AMIR ATTARAN (*) no Globão
Se você tem mais de 40 anos de idade, deve se considerar sortudo, porque historicamente você deveria estar morto. Há apenas dois séculos, e por milênios antes disso, a expectativa de vida era a metade de hoje em dia. Devemos agradecer as ciências da medicina e da saúde pública, além da gestão legal e econômica das sociedades liberais modernas, por esta duplicação de nossas vidas.
Porém a medicina e a saúde pública já atingiram um patamar avançado, em que a expectativa de vida aumenta mais devagar, com custos mais altos. Já que as pessoas vivem mais, opções de estilos de vida (dieta, exercício físico) ajudam a evitar obesidade, doenças cardiovasculares, diabetes e câncer. Em uma população que está envelhecendo, cada vez mais uma vida longa não é uma vida saudável.
Estas transformações requerem uma reavaliação dos métodos atuais - devemos nos perguntar agora como a gestão pública das sociedades pode prevenir a doença. Bem antes de 2050, quando o brasileiro típico será uma mulher acima dos 80, a sociedade precisará se reorganizar para assegurar que estas pessoas tenham uma vida saudável. Isto quer dizer que a gestão das sociedades modernas, que antes melhorava as nossas vidas, agora precisa se adaptar para não destruir nossa saúde.
Esta semana acontece no Rio a Conferência Mundial sobre Determinantes Sociais da Saúde, da Organização Mundial de Saúde (OMS). Este é um evento muito importante: é o primeiro do seu tipo. Apropriadamente a agenda do evento prioriza a gestão pública, em vez da ciência ou da medicina. Governos precisam ser persuadidos que a saúde é um bom motivo para o uso dos controles de leis e impostos - controles que todos os governos possuem para direcionar a sociedade de forma justa e não tiranicamente - tanto para melhorar a saúde de todos como para diminuir as diferenças entre a saúde dos poderosos e dos fracos.

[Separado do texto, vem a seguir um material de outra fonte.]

use std::env;
use std::fs;
use std::path::Path;

use quoteflow_core::config::{detect_config_path, AppConfig, LoadOptions};
use toml::Value;

pub fn run() -> String {
    let config = match AppConfig::load(LoadOptions::default()) {
        Ok(config) => config,
        Err(error) => return format!("config validation failed: {error}"),
    };

    let config_file_path = detect_config_path(None);
    let config_file_doc = load_config_file_doc(config_file_path.as_deref());
    let source = |key_path: &str, env_keys: &[&str]| {
        field_source(key_path, env_keys, config_file_doc.as_ref(), config_file_path.as_deref())
    };

    let entries = [
        (
            "database.url",
            config.database.url.clone(),
            source("database.url", &["QUOTEFLOW_DATABASE_URL"]),
        ),
        (
            "database.max_connections",
            config.database.max_connections.to_string(),
            source("database.max_connections", &["QUOTEFLOW_DATABASE_MAX_CONNECTIONS"]),
        ),
        (
            "database.timeout_secs",
            config.database.timeout_secs.to_string(),
            source("database.timeout_secs", &["QUOTEFLOW_DATABASE_TIMEOUT_SECS"]),
        ),
        (
            "server.bind_address",
            config.server.bind_address.clone(),
            source("server.bind_address", &["QUOTEFLOW_SERVER_BIND_ADDRESS"]),
        ),
        (
            "server.port",
            config.server.port.to_string(),
            source("server.port", &["QUOTEFLOW_SERVER_PORT", "PORT"]),
        ),
        (
            "server.graceful_shutdown_secs",
            config.server.graceful_shutdown_secs.to_string(),
            source("server.graceful_shutdown_secs", &["QUOTEFLOW_SERVER_GRACEFUL_SHUTDOWN_SECS"]),
        ),
        (
            "logging.level",
            config.logging.level.clone(),
            source("logging.level", &["QUOTEFLOW_LOGGING_LEVEL", "QUOTEFLOW_LOG_LEVEL"]),
        ),
        (
            "logging.format",
            format!("{:?}", config.logging.format),
            source("logging.format", &["QUOTEFLOW_LOGGING_FORMAT", "QUOTEFLOW_LOG_FORMAT"]),
        ),
        (
            "workflow.seed_demo_data",
            config.workflow.seed_demo_data.to_string(),
            source("workflow.seed_demo_data", &["QUOTEFLOW_WORKFLOW_SEED_DEMO_DATA"]),
        ),
    ];

    let mut lines = vec!["effective config (source precedence: env > file > default):".to_string()];
    lines.extend(entries.into_iter().map(|(key, value, source)| render_line(key, &value, source)));
    lines.join("\n")
}

fn load_config_file_doc(path: Option<&Path>) -> Option<Value> {
    let path = path?;
    let raw = fs::read_to_string(path).ok()?;
    raw.parse::<Value>().ok()
}

fn field_source(
    key_path: &str,
    env_keys: &[&str],
    config_file_doc: Option<&Value>,
    config_file_path: Option<&Path>,
) -> String {
    if let Some(env_key) = env_keys.iter().find(|key| env::var_os(key).is_some()) {
        return format!("env ({env_key})");
    }

    if let Some(doc) = config_file_doc {
        if contains_path(doc, key_path) {
            let file_path = config_file_path
                .map(|path| path.display().to_string())
                .unwrap_or_else(|| "config file".to_string());
            return format!("file ({file_path})");
        }
    }

    "default".to_string()
}

fn contains_path(root: &Value, key_path: &str) -> bool {
    let mut current = root;
    for key in key_path.split('.') {
        let Some(next) = current.get(key) else {
            return false;
        };
        current = next;
    }
    true
}

fn render_line(key: &str, value: &str, source: String) -> String {
    format!("- {key} = {value} (source: {source})")
}

#[cfg(test)]
mod tests {
    use toml::Value;

    use super::{contains_path, field_source};

    #[test]
    fn nested_paths_are_detected() {
        let doc: Value = "[server]\nport = 4000\n".parse().expect("toml");

        assert!(contains_path(&doc, "server.port"));
        assert!(!contains_path(&doc, "server.bind_address"));
        assert!(!contains_path(&doc, "logging.level"));
    }

    #[test]
    fn file_source_names_the_file() {
        let doc: Value = "[workflow]\nseed_demo_data = false\n".parse().expect("toml");
        let path = std::path::Path::new("config/quoteflow.toml");

        let source = field_source("workflow.seed_demo_data", &[], Some(&doc), Some(path));
        assert_eq!(source, "file (config/quoteflow.toml)");
        assert_eq!(field_source("server.port", &[], Some(&doc), Some(path)), "default");
    }
}
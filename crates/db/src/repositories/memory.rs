use std::collections::HashMap;

use tokio::sync::RwLock;

use quoteflow_core::domain::quote::{Quote, QuoteId};

use super::{QuoteRepository, RepositoryError};

#[derive(Default)]
pub struct InMemoryQuoteRepository {
    quotes: RwLock<HashMap<String, Quote>>,
}

impl InMemoryQuoteRepository {
    pub fn with_quotes(quotes: impl IntoIterator<Item = Quote>) -> Self {
        let quotes = quotes.into_iter().map(|quote| (quote.id.0.clone(), quote)).collect();
        Self { quotes: RwLock::new(quotes) }
    }
}

#[async_trait::async_trait]
impl QuoteRepository for InMemoryQuoteRepository {
    async fn find_by_id(&self, id: &QuoteId) -> Result<Option<Quote>, RepositoryError> {
        let quotes = self.quotes.read().await;
        Ok(quotes.get(&id.0).cloned())
    }

    async fn list(&self) -> Result<Vec<Quote>, RepositoryError> {
        let quotes = self.quotes.read().await;
        let mut listed: Vec<Quote> = quotes.values().cloned().collect();
        listed.sort_by(|a, b| b.created_date.cmp(&a.created_date).then_with(|| a.id.cmp(&b.id)));
        Ok(listed)
    }

    async fn save(&self, mut quote: Quote) -> Result<(), RepositoryError> {
        let mut quotes = self.quotes.write().await;
        if let Some(existing) = quotes.get(&quote.id.0) {
            quote.revision = existing.revision + 1;
        }
        quotes.insert(quote.id.0.clone(), quote);
        Ok(())
    }

    async fn update_workflow(&self, quote: &Quote) -> Result<(), RepositoryError> {
        let mut quotes = self.quotes.write().await;
        let stored =
            quotes.get_mut(&quote.id.0).ok_or_else(|| RepositoryError::MissingQuote(quote.id.clone()))?;
        if stored.revision != quote.revision {
            return Err(RepositoryError::StaleRevision {
                quote_id: quote.id.clone(),
                expected: quote.revision,
            });
        }
        stored.workflow = quote.workflow.clone();
        stored.current_step = quote.current_step.clone();
        stored.status = quote.status;
        stored.revision = quote.revision + 1;
        Ok(())
    }
}
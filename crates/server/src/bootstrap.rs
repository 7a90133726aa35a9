use std::sync::Arc;

use quoteflow_core::config::{AppConfig, ConfigError, LoadOptions};
use quoteflow_db::{
    connect, migrations, seed_demo_quotes, DbPool, RepositoryError,
    SqlQuoteRepository, WorkflowService,
};
use thiserror::Error;
use tracing::info;

use crate::audit::TracingAuditSink;

pub struct Application {
    pub config: AppConfig,
    pub db_pool: DbPool,
    pub service: Arc<WorkflowService>,
}

#[derive(Debug, Error)]
pub enum BootstrapError {
    #[error(transparent)]
    Config(#[from] ConfigError),
    #[error("database connection failed: {0}")]
    DatabaseConnect(#[source] sqlx::Error),
    #[error("database migration failed: {0}")]
    Migration(#[source] sqlx::migrate::MigrateError),
    #[error("demo data seeding failed: {0}")]
    Seed(#[source] RepositoryError),
}

pub async fn bootstrap(options: LoadOptions) -> Result<Application, BootstrapError> {
    let config = AppConfig::load(options)?;
    bootstrap_with_config(config).await
}

pub async fn bootstrap_with_config(config: AppConfig) -> Result<Application, BootstrapError> {
    info!(
        event_name = "system.bootstrap.start",
        correlation_id = "bootstrap",
        quote_id = "unknown",
        "starting application bootstrap"
    );

    let db_pool = connect(&config.database).await.map_err(BootstrapError::DatabaseConnect)?;
    info!(
        event_name = "system.bootstrap.database_connected",
        correlation_id = "bootstrap",
        quote_id = "unknown",
        "database connection established"
    );

    migrations::run_pending(&db_pool).await.map_err(BootstrapError::Migration)?;
    info!(
        event_name = "system.bootstrap.migrations_applied",
        correlation_id = "bootstrap",
        quote_id = "unknown",
        "database migrations applied"
    );

    let repository = Arc::new(SqlQuoteRepository::new(db_pool.clone()));
    if config.workflow.seed_demo_data {
        let seeded = seed_demo_quotes(repository.as_ref()).await.map_err(BootstrapError::Seed)?;
        info!(
            event_name = "system.bootstrap.demo_data_seeded",
            correlation_id = "bootstrap",
            quote_id = "unknown",
            inserted = seeded.inserted.len(),
            skipped = seeded.skipped.len(),
            "demo quotes seeded"
        );
    }

    let service =
        Arc::new(WorkflowService::new(repository).with_audit_sink(Arc::new(TracingAuditSink)));

    Ok(Application { config, db_pool, service })
}

#[cfg(test)]
mod tests {
    use quoteflow_core::config::{ConfigOverrides, LoadOptions};
    use quoteflow_core::domain::quote::QuoteId;

    use crate::bootstrap::bootstrap;

    fn overrides(database_url: &str, seed_demo_data: bool) -> LoadOptions {
        LoadOptions {
            overrides: ConfigOverrides {
                database_url: Some(database_url.to_string()),
                seed_demo_data: Some(seed_demo_data),
                ..ConfigOverrides::default()
            },
            ..LoadOptions::default()
        }
    }

    #[tokio::test]
    async fn bootstrap_fails_fast_on_invalid_database_url() {
        let result = bootstrap(overrides("postgres://localhost/quotes", true)).await;

        assert!(result.is_err());
        let message = result.err().map(|error| error.to_string()).unwrap_or_default();
        assert!(message.contains("database.url"));
    }

    #[tokio::test]
    async fn bootstrap_migrates_and_seeds_demo_quotes() {
        let app = bootstrap(overrides("sqlite::memory:", true))
            .await
            .expect("bootstrap should succeed with valid overrides");

        let (table_count,): (i64,) = sqlx::query_as(
            "SELECT COUNT(*) FROM sqlite_master \
             WHERE type = 'table' AND name IN ('quote', 'workflow_step')",
        )
        .fetch_one(&app.db_pool)
        .await
        .expect("expected tables after bootstrap");
        assert_eq!(table_count, 2);

        let quote = app.service.get_quote(&QuoteId("Q-2025-001".to_string())).await;
        assert!(quote.is_ok(), "demo quote should be seeded");

        app.db_pool.close().await;
    }

    #[tokio::test]
    async fn bootstrap_skips_seeding_when_disabled() {
        let app = bootstrap(overrides("sqlite::memory:", false)).await.expect("bootstrap");

        let stats = app.service.stats().await.expect("stats");
        assert_eq!(stats.total_quotes, 0);

        app.db_pool.close().await;
    }
}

Nem todos os governos acatam esta versão do liberalismo, e, pior, muitos usam estes controles para destruir a saúde pública. Governos aprovam leis de subsídios agrícolas para fast food (portanto, um hambúrguer gorduroso e um biscoito doce são baratos), mas não subsídios agrícolas para slow food (portanto, comida caseira e frutas são caras). Ou governos investem em rodovias para bairros distantes onde as pessoas relativamente ricas têm que dirigir, em vez de aprimorar os centros urbanos onde todos nós possamos caminhar com segurança. Não é fácil definir os bens e serviços que merecem regulamentação e impostos, mas, com uma gestão pública assim, é de surpreender que mais e mais pessoas sofrem com a obesidade e a hipertensão?
Como professor e pesquisador nas áreas de ciência e direito, o que me preocupa é que a influência insuperável dos governos na saúde da população está sendo ignorada - por ser apreciada por poucos, ou temida por muitos. Em muitos países, até os mais ricos com sistema de saúde universal como a Grã-Bretanha, muitas vezes menos de 10 quilômetros separam bairros em que por questões sociais e econômicas a expectativa de vida diverge em 10-20 anos (no Rio, 12-8 anos). Mesmo assim, governos ainda evitam o uso dos controles de leis e impostos. Até a OMS, que deveria promover o tema, evitou a menção de "leis" ou "impostos" na agenda oficial. Em vez disso, a agenda divulga objetivos indefinidos como "Promovendo a participação e liderança da comunidade" - uma ironia porque, na sede da OMS em Genebra, nem as ONGs reconhecidas oficialmente pela organização têm acesso à participação nos grupos de trabalho. Nem a OMS oferece um bom exemplo didático.
O Brasil tem muitos problemas sociais, mas está se empenhando e muitas vezes oferece exemplos melhores do que os países mais "avançados". Recentemente na revista britânica "The Lancet", nossa equipe de pesquisa identificou leis brasileiras que possibilitam a licitação de equipamentos médicos menos dispendiosos - uma iniciativa inexistente no meu país, Canadá. Uma gestão pública melhor significa que no Brasil serviços sociais estão aumentando e a desigualdade social está diminuindo, enquanto no Canadá ocorre o oposto. Não é apenas simbólico que o vice-presidente e dois ministros de Estado brasileiros comparecerão à conferência da OMS, enquanto o Canadá não enviou nenhum ministro para o Rio, mas apenas burocratas sem autoridade.
(*) AMIR ATTARAN é professor e pesquisador nas áreas de Direito, Saúde Pública e Políticas de Desenvolvimento Internacional na Universidade de Ottawa.